Ho recuperato le tre stagioni di Euphoria tutte insieme e la sensazione che mi è rimasta addosso è piuttosto particolare. Da una parte c’è la consapevolezza di trovarsi davanti a un mondo poco realistico, quasi deformato, dove ogni emozione è amplificata e ogni situazione spinta al limite. Dall’altra, però, c’è un potere narrativo raro, quello che ti costringe a continuare episodio dopo episodio.

La rappresentazione dell’adolescenza proposta dalla serie è talmente estrema da sembrare spesso distante dalla realtà. Nessuno sembra avere una vita normale, nessuno riesce a vivere rapporti sereni o giornate ordinarie. Tutto è dramma, dipendenza, ossessione, desiderio, fuga. Eppure è proprio in questa esasperazione che Euphoria trova la sua forza.

Il tema della droga attraversa tutta la serie come una nebbia tossica. Non c’è eroismo, non c’è romanticismo. La dipendenza di Rue assomiglia piuttosto a un labirinto senza uscita, dove la volontà individuale conta sempre meno e ogni tentativo di rialzarsi viene travolto da una nuova caduta. Guardando la serie si ha spesso la sensazione di assistere a una valanga: all’inizio sembra possibile fermarla, poi diventa evidente che tutti i personaggi ne vengono trascinati a valle, chi in modo più evidente, chi attraverso relazioni distruttive, insicurezze o scelte sbagliate.

La seconda stagione porta tutto ancora più all’estremo. Lo spettacolo teatrale messo in scena da Lexi è probabilmente uno dei momenti più assurdi dell’intera serie. Difficile immaginare un preside, almeno dalle nostre parti, autorizzare una rappresentazione del genere davanti a studenti, genitori e insegnanti. Eppure funziona. È improbabile, forse persino ridicolo, ma riesce a diventare il centro gravitazionale della stagione.

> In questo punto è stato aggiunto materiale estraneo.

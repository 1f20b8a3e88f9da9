use std::collections::BTreeSet;

use serde::{Deserialize, Serialize};
use tracing::warn;

use crate::domain::chips::Chips;
use crate::domain::hand::{Hand, HandKind, Outcome};
use crate::domain::{PlayerId, RoundNumber};
use crate::engine::betting::BettingLedger;
use crate::engine::errors::EngineError;
use crate::eval::compare;

/// Перевод между игроками. Нулевые переводы не создаются.
#[derive(Clone, Debug, Serialize, Deserialize, PartialEq, Eq)]
pub struct Transfer {
    pub from: PlayerId,
    pub to: PlayerId,
    pub amount: Chips,
}

impl Transfer {
    pub fn new(from: PlayerId, to: PlayerId, amount: Chips) -> Option<Self> {
        if amount.is_zero() {
            None
        } else {
            Some(Self { from, to, amount })
        }
    }
}

/// Авто-расчёт раунда по руке родителя.
#[derive(Clone, Debug, Serialize, Deserialize, PartialEq, Eq)]
pub struct AutoSettlement {
    pub parent_wins: bool,
    pub hand: Hand,
    pub transfers: Vec<Transfer>,
}

/// Что делать после фиксации руки родителя.
#[derive(Clone, Debug, Serialize, Deserialize, PartialEq, Eq)]
pub enum ParentResolution {
    /// Раунд закрыт без ходов детей.
    Auto(AutoSettlement),
    /// Рука родителя становится планкой для детей.
    Contest,
}

/// Расчёт одного ребёнка против родителя.
#[derive(Clone, Debug, Serialize, Deserialize, PartialEq, Eq)]
pub struct ChildSettlement {
    pub child: PlayerId,
    pub outcome: Outcome,
    pub stake: Chips,
    pub transfer: Option<Transfer>,
}

/// Движок расчётов одного раунда.
///
/// Гарантирует не более одного расчёта на пару (раунд, ребёнок).
#[derive(Clone, Debug, Serialize, Deserialize, PartialEq, Eq)]
pub struct SettlementEngine {
    round: RoundNumber,
    settled: BTreeSet<PlayerId>,
    auto_resolved: bool,
}

impl SettlementEngine {
    pub fn new(round: RoundNumber) -> Self {
        Self {
            round,
            settled: BTreeSet::new(),
            auto_resolved: false,
        }
    }

    /// Новый раунд: забываем, кого уже рассчитали.
    pub fn start_round(&mut self, round: RoundNumber) {
        self.round = round;
        self.settled.clear();
        self.auto_resolved = false;
    }

    /// Решить по руке родителя: авто-расчёт (4-5-6, тройка, 1-2-3) или ходы детей.
    pub fn resolve_parent(
        &mut self,
        parent: PlayerId,
        hand: &Hand,
        children: &[PlayerId],
        ledger: &BettingLedger,
    ) -> Result<ParentResolution, EngineError> {
        let parent_wins = match hand.kind {
            HandKind::Shigoro | HandKind::Triple => true,
            HandKind::Hifumi => false,
            HandKind::Point | HandKind::NoHand => return Ok(ParentResolution::Contest),
        };

        if self.auto_resolved || !self.settled.is_empty() {
            return Err(EngineError::Internal("раунд уже рассчитан"));
        }
        self.auto_resolved = true;

        let mut transfers = Vec::new();
        for &child in children {
            self.settled.insert(child);
            let stake = ledger.confirmed_stake(child);
            let transfer = if parent_wins {
                Transfer::new(child, parent, stake)
            } else {
                Transfer::new(parent, child, stake)
            };
            transfers.extend(transfer);
        }

        Ok(ParentResolution::Auto(AutoSettlement {
            parent_wins,
            hand: hand.clone(),
            transfers,
        }))
    }

    /// Рассчитать ребёнка сразу после фиксации его руки.
    pub fn settle_child(
        &mut self,
        parent: PlayerId,
        parent_hand: &Hand,
        child: PlayerId,
        child_hand: &Hand,
        stake: Chips,
    ) -> Result<ChildSettlement, EngineError> {
        if self.auto_resolved || !self.settled.insert(child) {
            warn!(round = self.round, child, "duplicate child settlement");
            return Err(EngineError::Internal("ребёнок уже рассчитан в этом раунде"));
        }

        let outcome = compare(parent_hand, child_hand);
        let transfer = match outcome {
            Outcome::Draw => None,
            Outcome::ChildWins => Transfer::new(parent, child, stake),
            Outcome::ChildLoses => Transfer::new(child, parent, stake),
        };

        Ok(ChildSettlement {
            child,
            outcome,
            stake,
            transfer,
        })
    }
}
// Полный цикл сессии на синхронном движке: лобби, выбор родителя,
// ставки, броски, расчёты, ротация.

use chinchiro_engine::domain::chips::Chips;
use chinchiro_engine::domain::hand::{HandKind, Outcome};
use chinchiro_engine::domain::rules::GameRules;
use chinchiro_engine::domain::PlayerId;
use chinchiro_engine::engine::{
    EngineError, GameSession, NextTurn, Phase, RoundEnd, RoundEventKind, Transfer, TurnResolution,
};
use chinchiro_engine::infra::ScriptedDice;

const HOST: PlayerId = 100;
const SESSION: u64 = 77;

/// Выбор родителя: у игрока 1 – 4-5-6, у 2 и 3 – пусто.
const SELECTION: [[u8; 3]; 3] = [[4, 5, 6], [1, 2, 4], [2, 3, 5]];

fn transfer(from: PlayerId, to: PlayerId, amount: u64) -> Transfer {
    Transfer {
        from,
        to,
        amount: Chips(amount),
    }
}

/// Лобби с игроками 1, 2, 3 и скриптом костей: сначала `SELECTION`, потом `rolls`.
fn lobby(rolls: &[[u8; 3]], picks: &[usize]) -> GameSession {
    let mut script: Vec<[u8; 3]> = SELECTION.to_vec();
    script.extend_from_slice(rolls);
    let dice = ScriptedDice::from_rolls(&script).with_picks(picks);

    let mut game = GameSession::new(SESSION, HOST, GameRules::default(), Box::new(dice));
    for p in [1, 2, 3] {
        game.join(p).unwrap();
    }
    game
}

/// Лобби сразу после выбора родителя (родитель – игрок 1).
fn betting(rolls: &[[u8; 3]], picks: &[usize]) -> GameSession {
    let mut game = lobby(rolls, picks);
    let selection = game.select_parent(HOST).unwrap();
    assert_eq!(selection.parent_id, 1);
    game
}

fn bet(game: &mut GameSession, child: PlayerId, amount: i64) {
    game.adjust_bet(child, amount).unwrap();
    game.confirm_bet(child).unwrap();
}

//
// Лобби
//

#[test]
fn join_rejects_duplicates_and_late_players() {
    let mut game = lobby(&[], &[]);
    assert_eq!(game.join(2), Err(EngineError::AlreadyJoined(2)));

    game.select_parent(HOST).unwrap();
    assert_eq!(game.join(9), Err(EngineError::InvalidPhase(Phase::Betting)));
}

#[test]
fn leave_of_stranger_is_rejected() {
    let mut game = lobby(&[], &[]);
    assert_eq!(game.leave(9), Err(EngineError::NotAParticipant(9)));
}

#[test]
fn last_leave_ends_lobby() {
    let mut game = GameSession::new(SESSION, HOST, GameRules::default(), Box::new(ScriptedDice::new()));
    game.join(1).unwrap();
    assert_eq!(game.leave(1), Ok(0));
    assert_eq!(game.phase, Phase::Ended);
}

#[test]
fn selection_needs_host_and_two_players() {
    let mut game = GameSession::new(SESSION, HOST, GameRules::default(), Box::new(ScriptedDice::new()));
    game.join(1).unwrap();

    assert_eq!(game.select_parent(1), Err(EngineError::Unauthorized(1)));
    assert_eq!(
        game.select_parent(HOST),
        Err(EngineError::NotEnoughParticipants {
            required: 2,
            actual: 1
        })
    );
    assert_eq!(game.phase, Phase::Lobby);
}

//
// Выбор родителя
//

#[test]
fn strongest_selection_roll_becomes_parent() {
    let mut game = GameSession::new(
        SESSION,
        HOST,
        GameRules::default(),
        Box::new(ScriptedDice::from_rolls(&[[1, 2, 4], [3, 3, 5], [6, 6, 1]])),
    );
    for p in [1, 2, 3] {
        game.join(p).unwrap();
    }

    let selection = game.select_parent(HOST).unwrap();
    assert_eq!(selection.rolls.len(), 3);
    assert_eq!(selection.parent_id, 2);
    assert_eq!(selection.child_order, vec![1, 3]);
    assert_eq!(game.phase, Phase::Betting);
    assert_eq!(game.round_number, 1);
}

#[test]
fn selection_tie_goes_to_earlier_player() {
    let mut game = GameSession::new(
        SESSION,
        HOST,
        GameRules::default(),
        Box::new(ScriptedDice::from_rolls(&[[1, 2, 4], [2, 2, 5], [5, 3, 3]])),
    );
    for p in [1, 2, 3] {
        game.join(p).unwrap();
    }

    let selection = game.select_parent(HOST).unwrap();
    assert_eq!(selection.parent_id, 2);
    assert_eq!(game.child_order, vec![1, 3]);
}

//
// Ставки
//

#[test]
fn only_children_bet_and_only_parent_starts() {
    let mut game = betting(&[], &[]);

    assert_eq!(game.adjust_bet(1, 100), Err(EngineError::Unauthorized(1)));
    assert_eq!(game.adjust_bet(HOST, 100), Err(EngineError::NotAParticipant(HOST)));
    assert_eq!(game.start_parent_roll(2), Err(EngineError::Unauthorized(2)));
    assert_eq!(game.roll(1), Err(EngineError::InvalidPhase(Phase::Betting)));

    game.start_parent_roll(1).unwrap();
    assert_eq!(game.phase, Phase::ParentRolling);
    assert_eq!(game.adjust_bet(2, 100), Err(EngineError::InvalidPhase(Phase::ParentRolling)));
    assert_eq!(game.clear_bet(2), Err(EngineError::InvalidPhase(Phase::ParentRolling)));
}

#[test]
fn insufficient_funds_blocks_confirmation() {
    let mut game = betting(&[], &[]);
    game.adjust_bet(2, 500).unwrap();

    assert_eq!(
        game.confirm_bet_within(2, Some(Chips(300))),
        Err(EngineError::InsufficientFunds {
            required: 500,
            available: 300
        })
    );
    assert_eq!(game.ledger.confirmed_stake(2), Chips::ZERO);

    assert_eq!(game.confirm_bet_within(2, Some(Chips(500))), Ok(Chips(500)));
}

//
// Авто-расчёт по руке родителя
//

#[test]
fn parent_hifumi_pays_every_staked_child() {
    // Сценарии A и E: ребёнок без ставки перевода не получает.
    let mut game = betting(&[[2, 1, 3]], &[0]);
    bet(&mut game, 3, 300);
    game.start_parent_roll(1).unwrap();

    let report = game.roll(1).unwrap();
    assert!(report.finalized);
    assert_eq!(report.hand.kind, HandKind::Hifumi);

    match report.resolution.clone() {
        Some(TurnResolution::ParentAuto {
            settlement,
            round_end,
        }) => {
            assert!(!settlement.parent_wins);
            assert_eq!(settlement.transfers, vec![transfer(1, 3, 300)]);
            assert_eq!(round_end, RoundEnd::Rotated { round: 2, parent_id: 2 });
        }
        other => panic!("expected auto resolution, got {:?}", other),
    }
    assert_eq!(report.transfers(), vec![transfer(1, 3, 300)]);

    // Ходов детей не было – сразу новый раунд.
    assert_eq!(game.phase, Phase::Betting);
    assert_eq!(game.parent_id, Some(2));
    assert_eq!(game.child_order, vec![1, 3]);
    assert_eq!(game.ledger.confirmed_stake(3), Chips::ZERO);
    assert!(game.current_round.is_none());
}

#[test]
fn parent_triple_collects_every_stake() {
    // Сценарий B.
    let mut game = betting(&[[4, 4, 4]], &[1]);
    bet(&mut game, 2, 200);
    bet(&mut game, 3, 500);
    game.start_parent_roll(1).unwrap();

    let report = game.roll(1).unwrap();
    assert_eq!((report.hand.kind, report.hand.tiebreak), (HandKind::Triple, 4));
    assert_eq!(report.transfers(), vec![transfer(2, 1, 200), transfer(3, 1, 500)]);
    assert_eq!(
        report.round_end(),
        Some(&RoundEnd::Rotated { round: 2, parent_id: 3 })
    );
}

#[test]
fn parent_shigoro_wins_outright() {
    let mut game = betting(&[[6, 5, 4]], &[]);
    bet(&mut game, 2, 100);
    game.start_parent_roll(1).unwrap();

    let report = game.roll(1).unwrap();
    assert_eq!(report.transfers(), vec![transfer(2, 1, 100)]);
}

//
// Ходы детей
//

#[test]
fn child_beats_parent_point() {
    // Сценарий C: 2-2-5 у родителя, 3-3-6 у ребёнка.
    let mut game = betting(&[[2, 2, 5], [3, 3, 6], [5, 2, 2]], &[1]);
    bet(&mut game, 2, 300);
    bet(&mut game, 3, 400);
    game.start_parent_roll(1).unwrap();

    let parent = game.roll(1).unwrap();
    match parent.resolution {
        Some(TurnResolution::ParentContest { parent_hand, next }) => {
            assert_eq!((parent_hand.kind, parent_hand.tiebreak), (HandKind::Point, 5));
            assert_eq!(next, NextTurn::Child(2));
        }
        other => panic!("expected contest, got {:?}", other),
    }
    assert_eq!(game.phase, Phase::ChildrenRolling);
    assert_eq!(game.current_actor(), Some(2));

    let child = game.roll(2).unwrap();
    match &child.resolution {
        Some(TurnResolution::ChildSettled { settlement, next }) => {
            assert_eq!(settlement.outcome, Outcome::ChildWins);
            assert_eq!(settlement.transfer, Some(transfer(1, 2, 300)));
            assert_eq!(next, &NextTurn::Child(3));
        }
        other => panic!("expected child settlement, got {:?}", other),
    }
    let issued: Vec<_> = game.history.transfers().cloned().collect();
    assert_eq!(issued, vec![transfer(1, 2, 300)]);

    // Ничья: перевода нет, ход всё равно закрыт, раунд закончился.
    let last = game.roll(3).unwrap();
    match &last.resolution {
        Some(TurnResolution::ChildSettled { settlement, next }) => {
            assert_eq!(settlement.outcome, Outcome::Draw);
            assert_eq!(settlement.transfer, None);
            assert_eq!(
                next,
                &NextTurn::RoundOver(RoundEnd::Rotated { round: 2, parent_id: 3 })
            );
        }
        other => panic!("expected child settlement, got {:?}", other),
    }
    assert_eq!(game.phase, Phase::Betting);
    assert_eq!(game.parent_id, Some(3));
    assert!(game.parent_hand.is_none());
}

#[test]
fn child_without_hand_after_three_tries_loses() {
    // Сценарий D.
    let mut game = betting(
        &[[2, 2, 5], [1, 2, 4], [2, 3, 5], [3, 4, 6], [1, 1, 1]],
        &[],
    );
    bet(&mut game, 2, 250);
    game.start_parent_roll(1).unwrap();
    game.roll(1).unwrap();

    assert!(!game.roll(2).unwrap().finalized);
    assert!(!game.roll(2).unwrap().finalized);
    let third = game.roll(2).unwrap();
    assert!(third.finalized);
    assert_eq!(third.attempt, 3);
    assert_eq!(third.hand.kind, HandKind::NoHand);
    assert_eq!(third.transfers(), vec![transfer(2, 1, 250)]);

    // Ход перешёл к следующему ребёнку.
    assert_eq!(game.current_actor(), Some(3));
    assert_eq!(game.roll(2), Err(EngineError::NotYourTurn(2)));
}

#[test]
fn stop_settles_on_last_roll() {
    let mut game = betting(&[[2, 2, 5], [1, 2, 4], [6, 6, 6]], &[]);
    bet(&mut game, 2, 100);
    game.start_parent_roll(1).unwrap();
    game.roll(1).unwrap();

    assert_eq!(game.stop(3), Err(EngineError::NotYourTurn(3)));
    game.roll(2).unwrap();
    let report = game.stop(2).unwrap();
    assert!(report.stopped);
    assert!(report.finalized);
    assert_eq!(report.dice.values(), [1, 2, 4]);
    assert_eq!(report.transfers(), vec![transfer(2, 1, 100)]);
    assert_eq!(game.current_actor(), Some(3));
}

#[test]
fn parent_no_hand_lets_children_roll() {
    // Родитель без комбинации: ребёнку достаточно любой точки.
    let mut game = betting(&[[1, 2, 4], [1, 2, 4], [1, 2, 4], [1, 1, 2]], &[]);
    bet(&mut game, 2, 100);
    game.start_parent_roll(1).unwrap();

    game.roll(1).unwrap();
    game.roll(1).unwrap();
    let parent = game.roll(1).unwrap();
    assert!(matches!(
        parent.resolution,
        Some(TurnResolution::ParentContest { .. })
    ));

    let child = game.roll(2).unwrap();
    assert_eq!(child.transfers(), vec![transfer(1, 2, 100)]);
}

//
// Ротация и завершение
//

#[test]
fn rotation_never_keeps_the_same_parent() {
    let mut game = betting(&[], &[]);
    for _ in 0..10 {
        let before = game.parent_id;
        game.start_parent_roll(before.unwrap()).unwrap();
        // Скрипт кончился: кости падают 1-1-1, это тройка родителя.
        let report = game.roll(before.unwrap()).unwrap();
        assert!(matches!(report.round_end(), Some(RoundEnd::Rotated { .. })));
        assert_ne!(game.parent_id, before);
        assert!(!game.child_order.contains(&game.parent_id.unwrap()));
        assert_eq!(game.child_order.len(), 2);
    }
    assert_eq!(game.round_number, 11);
}

#[test]
fn rotation_archives_finished_round() {
    let mut game = betting(&[[4, 5, 6]], &[]);
    assert!(game.last_round.is_none());
    assert!(game
        .history
        .events
        .iter()
        .any(|e| matches!(e.kind, RoundEventKind::ParentChosen { parent_id: 1 })));

    game.start_parent_roll(1).unwrap();
    game.roll(1).unwrap();

    assert!(matches!(
        game.history.events.last().map(|e| &e.kind),
        Some(RoundEventKind::RoundRotated { round: 2, .. })
    ));
    assert!(!game
        .history
        .events
        .iter()
        .any(|e| matches!(e.kind, RoundEventKind::ParentChosen { .. })));

    let archived = game.last_round.as_ref().unwrap();
    assert!(archived
        .events
        .iter()
        .any(|e| matches!(e.kind, RoundEventKind::ParentChosen { parent_id: 1 })));
    let indexes: Vec<u32> = archived.events.iter().map(|e| e.index).collect();
    assert_eq!(indexes, (0..archived.events.len() as u32).collect::<Vec<_>>());
}

#[test]
fn auto_resolution_transfers_survive_rotation() {
    // Родитель выбросил 1-2-3: платит сразу, раунд закрыт.
    let mut game = betting(&[[1, 2, 3]], &[]);
    bet(&mut game, 2, 300);
    game.start_parent_roll(1).unwrap();

    let report = game.roll(1).unwrap();
    assert!(matches!(
        report.resolution,
        Some(TurnResolution::ParentAuto { .. })
    ));
    let paid = report.transfers();
    assert!(!paid.is_empty());
    assert!(paid.iter().all(|t| t.from == 1));

    assert_eq!(game.history.transfers().count(), 0);
    let archived: Vec<_> = game
        .last_round
        .as_ref()
        .unwrap()
        .transfers()
        .cloned()
        .collect();
    assert_eq!(archived, paid);
}

#[test]
fn last_child_transfer_survives_rotation() {
    // Родитель 2-2-5; ребёнок 2 выбрасывает 1-2-3, ребёнок 3 – 6-6-6 последним.
    let mut game = betting(&[[2, 2, 5], [1, 2, 3], [6, 6, 6]], &[]);
    bet(&mut game, 2, 100);
    bet(&mut game, 3, 200);
    game.start_parent_roll(1).unwrap();
    game.roll(1).unwrap();
    game.roll(2).unwrap();

    let last = game.roll(3).unwrap();
    assert!(matches!(last.round_end(), Some(RoundEnd::Rotated { .. })));

    let archived: Vec<_> = game
        .last_round
        .as_ref()
        .unwrap()
        .transfers()
        .cloned()
        .collect();
    assert_eq!(archived.len(), 2);
    assert_eq!(archived[0].from, 2);
    assert_eq!(archived[1].from, 1);
    assert_eq!(archived[1].to, 3);
    assert_eq!(Some(&archived[1]), last.transfers().first());
}

#[test]
fn end_is_reserved_for_host_or_parent() {
    let mut game = betting(&[], &[]);
    assert_eq!(game.end(2), Err(EngineError::Unauthorized(2)));

    game.end(1).unwrap();
    assert_eq!(game.phase, Phase::Ended);
    assert_eq!(game.end(HOST), Err(EngineError::InvalidPhase(Phase::Ended)));
    assert_eq!(game.roll(1), Err(EngineError::InvalidPhase(Phase::Ended)));
}

#[test]
fn host_can_end_mid_turn() {
    let mut game = betting(&[[2, 2, 5]], &[]);
    bet(&mut game, 2, 100);
    game.start_parent_roll(1).unwrap();
    game.roll(1).unwrap();
    assert_eq!(game.phase, Phase::ChildrenRolling);

    game.end(HOST).unwrap();
    assert_eq!(game.phase, Phase::Ended);
    assert!(game.current_round.is_none());
}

Ed è proprio questo il segreto di Euphoria: il suo effetto calamita. In un’epoca in cui spesso guardiamo una serie con il telefono in mano, distratti da notifiche e social network, qui succede qualcosa di diverso. Lo schermo riesce a riprendersi l’attenzione. La narrazione è serrata, le immagini sono ipnotiche e i personaggi, pur nella loro eccessività, diventano impossibili da ignorare.

Per certi versi mi ha ricordato l’effetto che provavo guardando Breaking Bad. Non tanto per i temi o per la trama, quanto per quella capacità sempre più rara di farti dire “ancora un episodio” e ritrovarti ore dopo ancora lì, completamente immerso nella storia.

Euphoria non è una serie realistica e forse non ha mai voluto esserlo. È una rappresentazione cupa e allucinata del dolore, della dipendenza e della ricerca di una via d’uscita. Proprio per questo, nonostante tutti i suoi eccessi, riesce a lasciare il segno.